System Overview
This page gives a high-level overview of the capture system architecture.

Figure 1: System Overview
The system consists of a central control PC and 16 camera modules connected over a local network. Each camera module is built around a Raspberry Pi and can support up to four DSLR cameras. Camera settings and image transfer are handled over USB, while autofocus and image capture is triggered through dedicated hardware so that all cameras fire at the same instant.
Main Components
The control PC provides:
- A central operator interface for sending capture and configuration commands.
- A shared storage location for downloaded image data via FTP.
- A network time source so that Raspberry Pi modules can schedule captures from a common clock via NTP.
Each Raspberry Pi module provides:
- USB control for up to four DSLR cameras.
- A camera control server that listens for broadcast commands from the control PC.
- GPIO output for autofocus and shutter triggering through the custom trigger board.

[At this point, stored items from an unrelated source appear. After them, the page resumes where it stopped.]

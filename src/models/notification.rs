use serde::{Deserialize, Serialize};
use std::collections::HashSet;
use std::fmt;
use std::str::FromStr;

/// Behaviour a notification button can trigger
///
/// Deserializes from the stored action name. Unknown names become `Noop`
/// so stale or hand-edited data never fails to load.
#[derive(Debug, Clone, Copy, PartialEq, Eq, Hash, Default, Serialize, Deserialize)]
#[serde(rename_all = "camelCase", from = "String")]
pub enum ActionKind {
    Close,
    Delete,
    MarkRead,
    MarkUnread,
    #[default]
    Noop,
}

impl ActionKind {
    pub fn as_str(&self) -> &'static str {
        match self {
            ActionKind::Close => "close",
            ActionKind::Delete => "delete",
            ActionKind::MarkRead => "markRead",
            ActionKind::MarkUnread => "markUnread",
            ActionKind::Noop => "noop",
        }
    }

    /// Resolve an action name, falling back to `Noop` for anything unrecognised
    pub fn parse_lenient(name: &str) -> Self {
        match name {
            "close" => ActionKind::Close,
            "delete" => ActionKind::Delete,
            "markRead" => ActionKind::MarkRead,
            "markUnread" => ActionKind::MarkUnread,
            _ => ActionKind::Noop,
        }
    }
}

impl From<String> for ActionKind {
    fn from(name: String) -> Self {
        ActionKind::parse_lenient(&name)
    }
}

impl FromStr for ActionKind {
    type Err = std::convert::Infallible;

    fn from_str(s: &str) -> Result<Self, Self::Err> {
        Ok(ActionKind::parse_lenient(s))
    }
}

impl fmt::Display for ActionKind {
    fn fmt(&self, f: &mut fmt::Formatter<'_>) -> fmt::Result {
        f.write_str(self.as_str())
    }
}

/// Display category of a notification
///
/// Only drives styling. Categories other than `info` and `warning` are kept
/// verbatim so they survive a load/save cycle.
#[derive(Debug, Clone, PartialEq, Eq, Default, Serialize, Deserialize)]
#[serde(from = "String", into = "String")]
pub enum Category {
    #[default]
    Info,
    Warning,
    Other(String),
}

impl Category {
    pub fn as_str(&self) -> &str {
        match self {
            Category::Info => "info",
            Category::Warning => "warning",
            Category::Other(name) => name,
        }
    }
}

impl From<String> for Category {
    fn from(name: String) -> Self {
        match name.as_str() {
            "info" => Category::Info,
            "warning" => Category::Warning,
            _ => Category::Other(name),
        }
    }
}

impl From<Category> for String {
    fn from(category: Category) -> Self {
        category.as_str().to_string()
    }
}

/// A button declared by a notification
#[derive(Debug, Clone, PartialEq, Eq, Serialize, Deserialize)]
pub struct NotificationAction {
    #[serde(default)]
    pub label: String,
    #[serde(rename = "action", default)]
    pub kind: ActionKind,
}

impl NotificationAction {
    pub fn new(label: impl Into<String>, kind: ActionKind) -> Self {
        Self {
            label: label.into(),
            kind,
        }
    }
}

/// A single inbox entry
///
/// Field names on the wire match the browser dashboard's stored format, so
/// data written by either side loads in the other.
#[derive(Debug, Clone, PartialEq, Eq, Serialize, Deserialize)]
pub struct Notification {
    pub id: String,
    #[serde(default)]
    pub title: String,
    #[serde(rename = "text", default)]
    pub body_text: String,
    #[serde(rename = "UserNotifyDesc", default, skip_serializing_if = "Option::is_none")]
    pub detail_text: Option<String>,
    #[serde(default)]
    pub read: bool,
    #[serde(rename = "type", default)]
    pub category: Category,
    #[serde(rename = "buttons", default)]
    pub actions: Vec<NotificationAction>,
}

impl Notification {
    pub fn new(id: impl Into<String>, title: impl Into<String>, body_text: impl Into<String>) -> Self {
        Self {
            id: id.into(),
            title: title.into(),
            body_text: body_text.into(),
            detail_text: None,
            read: false,
            category: Category::Info,
            actions: Vec::new(),
        }
    }

    pub fn with_detail(mut self, detail: impl Into<String>) -> Self {
        self.detail_text = Some(detail.into());
        self
    }

    pub fn with_category(mut self, category: Category) -> Self {
        self.category = category;
        self
    }

    pub fn with_action(mut self, label: impl Into<String>, kind: ActionKind) -> Self {
        self.actions.push(NotificationAction::new(label, kind));
        self
    }
}

/// Keep the first notification for each ID and drop later repeats
///
/// Returns the IDs that were dropped, in list order.
pub fn drop_duplicate_ids(notifications: &mut Vec<Notification>) -> Vec<String> {
    let mut seen = HashSet::new();
    let mut dropped = Vec::new();
    notifications.retain(|n| {
        if seen.insert(n.id.clone()) {
            true
        } else {
            dropped.push(n.id.clone());
            false
        }
    });
    dropped
}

Each DSLR camera provides:
- Image capture and local SD card storage.
- USB access for camera settings, card formatting, and image download.
- A 2.5 mm external trigger connection used by the synchronisation hardware.
Capture Sequence
A typical capture follows this sequence:
- The operator sends a command from the control PC.
- The command is broadcast over UDP to the Raspberry Pi camera modules.
- Each module schedules the capture using its local system clock.
- At the trigger time, the module drives the GPIO trigger pin.
- The custom trigger board closes the camera trigger circuit for each connected DSLR.
- Captured images can then be downloaded from the cameras to the shared storage location.
The camera control software uses libgphoto2 so that the control path is not tied to a single DSLR model, provided the camera is supported by gphoto2. The trigger hardware is camera-interface specific and was designed around DSLR bodies that expose focus and shutter control through a 2.5 mm remote trigger port.